視点・大船渡市スポーツ施設整備基本計画の中間見直し案㊥市営球場 現地で「大規模改修」

方針転換で課題浮き彫り 地域や各種団体との合意形成も


 4日の市議会全員協議会で厳しい発言が相次いだのは、60年前の昭和39年に整備された市営球場の方向性だった。終了後、議員の一人は「進め方が悪い」と、吐き捨てるように語った。
 現計画では、耐用年数60年を超えるなどの現状を踏まえ「建替再整備」としている。今回の見直し案では「建替再整備から大規模改修による長寿命化へ適用手法を変更する」と記された。

 

 

 複数の議員が、新球場断念の〝失望〟を巡り、論戦を交わした。
 「市民の声が入っていないのでは。スポーツ協会とのコミュニケーションがないのでは」。議員の一人は、こう指摘した。
 同協会は先月29日、スポーツ施設の計画的な整備に向けた要望書を市に提出。市営球場は「新設整備及び大規模改修」と記している。
 また、加盟団体である市野球協会は、昨年度の総会で市営球場に関する説明の時間を設けた。そのうえで、関係者らが新球場の設置に向けて活動を盛り上げていく意識を一つにした。
 「中赤崎は震災での甚大な被災を受け、協議を重ね、野球場を中心としたスポーツ交流広場といった土地利用計画方針の下で、まちづくりをしてきた」。全員協議会では、特定地区の意向も注目された。
 市は平成30年に開催した中赤崎地区の被災跡地利用に関する懇談会で、地域との協働検討を踏まえ、スポーツ交流ゾーンなどとして活用する方針を示した。現計画では、整備候補地の一つに挙げられている。
 地元住民組織がまとめた「中赤崎まちづくり構想」でも、暫定的に多目的広場として利用し、長期的には「高校野球ができるような野球場整備」を目指す方向性が記されている。
 令和3年、市は同地区に多目的広場を整備。クレー舗装を施した面積は120㍍四方で、周囲は駐車場利用などに対応する砂利舗装を行った。
 コロナ禍での完成ではあったにせよ、多目的広場の利用は進んでいない。
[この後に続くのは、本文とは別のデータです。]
//! A pluggable stream transport over Unix domain sockets.
//!
//! The listener binds a local socket endpoint, accepts connections, and hands
//! each one to an external handler. Two optional decorators sit in between:
//!
//! - a PROXY protocol layer that requires every connection to declare its
//!   true originating address before it surfaces (for deployments behind a
//!   local load balancer or relay), and
//! - server-side TLS termination, where the handshake runs lazily inside the
//!   first read or write the handler performs.
//!
//! Transports are looked up by name through an explicitly populated
//! [`TransportRegistry`]; nothing registers itself at load time.

pub mod error;
pub mod transport;

pub use error::{AcceptError, ListenError, ProxyHeaderError};
pub use transport::registry::{register_builtin, ListenFn, StreamSettings, TransportRegistry};
pub use transport::tls::{TlsServerConfig, TlsServerStream, TlsSettings};
pub use transport::uds::{resolve_endpoint, UdsEndpoint, UdsListener, UdsSettings, PROTOCOL_NAME};
pub use transport::{
    AcceptedConn, Acceptor, AsyncStream, ConnHandler, PeerAddr, Stream, TransportListener,
};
隣接する赤崎グラウンドでは、サッカーを中心とした幅広い世代の団体利用が目立つだけに、現状の閑散ぶりが際立つ。野球場をはじめとしたさらなる整備を心待ちにする住民要望は、容易に理解できる。
 見直し案では、中赤崎地区の方向性も言及しているが「今後のあり方や有効活用を進める」と、新たな整備に関する直接的な表現はなかった。

 

 

 議員の発言は、関係団体や地域との調整不足を批判するだけではなかった。方針転換への評価や、現地に市営球場が残るのを望む住民意見も話題に上った。
 見直し案では、競技人口の減少で将来ニーズが見通せず、稼働率が低い現状も指摘している。市野球協会の会員、野球スポ少の団員数は、震災前と比較し、半数以下になった。
 市は、建替再整備の費用を27億円と試算し、改修でも整備内容によって7~16億円と想定。改修箇所にはコンクリート躯体やスコアボード、防球ネット、照明設備、内外野の舗装、フェンス、クラブハウスの新設などを挙げ、統合を控える末崎中の活用も考慮する。
 議員からは「10億円もかかる改修ならば、やめた方がいい」「もう少し時間を要しても、硬式野球ができるものを」との発言も出た。
 市側は、既存施設を踏まえた広域的な施設利用の観点も挙げる。答弁では「硬式野球の大会時は陸前高田、住田を使い、大船渡はサブグラウンド利用に加え、宿泊拠点にもなる」との考え方も示した。
 一方、高円宮賜杯学童軟式野球大会県予選大会は、毎年市野球協会が主管し、今年の開会式(三陸総合運動公園)には選手だけでなく保護者を含め2000人規模の動員があった。少数ではあるが、冬場の温暖な環境を求めて、県内外の硬式野球部員が合宿で訪れ、市営球場で汗を流す。
 長年の実績を基盤に、さらに振興を求めるか。または、現実を踏まえ、大きな歳出を避けるか──。老朽化や地元利用以外の観点も欠かせない。

 

 

 地区や関係団体の〝理想〟を実現しようとすれば、費用はかさむ。財政難といった課題とどうバランスを取りながら、施策を進めるか。これは、市営球場に限った問題ではない。近年、協働という言葉が盛んに用いられるようになった。見直しを進める中で、市政のあり方が問われる。